Available data below:

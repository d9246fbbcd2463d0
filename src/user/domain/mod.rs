//! Domain types for user lifecycle operations.

pub use crate::task::domain::UserId;

/// Outcome of deleting a user together with their tasks.
#[derive(Debug, Clone, Copy, PartialEq, Eq)]
pub struct UserDeletion {
    /// The deleted user.
    pub user_id: UserId,
    /// Number of owned tasks removed before the user record.
    pub tasks_removed: u64,
    /// Whether a user record existed and was removed.
    pub user_removed: bool,
}
//! Diesel row models for task persistence and their domain mapping.

use super::schema::tasks;
use crate::task::{
    domain::{NewTask, PersistedTaskData, Task, TaskId, TaskStatus, TaskUpdate, UserId},
    ports::{TaskRepositoryError, TaskRepositoryResult},
};
use chrono::{DateTime, Utc};
use diesel::prelude::*;

/// Query result row for task records.
#[derive(Debug, Clone, Queryable, Selectable)]
#[diesel(table_name = tasks)]
#[diesel(check_for_backend(diesel::pg::Pg))]
pub struct TaskRow {
    /// Store-generated identifier.
    pub id: i64,
    /// Task name.
    pub name: String,
    /// Task description.
    pub description: String,
    /// Raw status code.
    pub status: i16,
    /// Owning user.
    pub user_id: i64,
    /// Creation timestamp.
    pub created_at: DateTime<Utc>,
    /// Last update timestamp.
    pub updated_at: Option<DateTime<Utc>>,
}

/// Insert model for task records.
#[derive(Debug, Clone, Insertable)]
#[diesel(table_name = tasks)]
pub struct NewTaskRow {
    /// Task name.
    pub name: String,
    /// Task description.
    pub description: String,
    /// Status code.
    pub status: i16,
    /// Owning user.
    pub user_id: i64,
    /// Creation timestamp.
    pub created_at: DateTime<Utc>,
}

impl From<&NewTask> for NewTaskRow {
    fn from(task: &NewTask) -> Self {
        Self {
            name: task.name().to_owned(),
            description: task.description().to_owned(),
            status: task.status().code(),
            user_id: task.user_id().value(),
            created_at: task.created_at(),
        }
    }
}

/// Changeset applied by full-field task updates.
#[derive(Debug, Clone, AsChangeset)]
#[diesel(table_name = tasks)]
pub struct TaskChangeset {
    /// New name.
    pub name: String,
    /// New description.
    pub description: String,
    /// New status code.
    pub status: i16,
    /// Update timestamp.
    pub updated_at: DateTime<Utc>,
}

impl From<&TaskUpdate> for TaskChangeset {
    fn from(update: &TaskUpdate) -> Self {
        Self {
            name: update.name().to_owned(),
            description: update.description().to_owned(),
            status: update.status().code(),
            updated_at: update.updated_at(),
        }
    }
}

/// Maps a persisted row onto the domain task.
///
/// # Errors
///
/// Returns [`TaskRepositoryError::Persistence`] when the stored status code
/// is not a known [`TaskStatus`].
pub fn row_to_task(row: TaskRow) -> TaskRepositoryResult<Task> {
    let TaskRow {
        id,
        name,
        description,
        status: persisted_status,
        user_id,
        created_at,
        updated_at,
    } = row;

    let status = TaskStatus::try_from(persisted_status).map_err(TaskRepositoryError::persistence)?;

    Ok(Task::from_persisted(PersistedTaskData {
        id: TaskId::from_persisted(id),
        name,
        description,
        status,
        user_id: UserId::from_persisted(user_id),
        created_at,
        updated_at,
    }))
}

End of Available data.

What is required: Count each line of the material that includes the string "their", then give only the total.

Solution to the problem: 2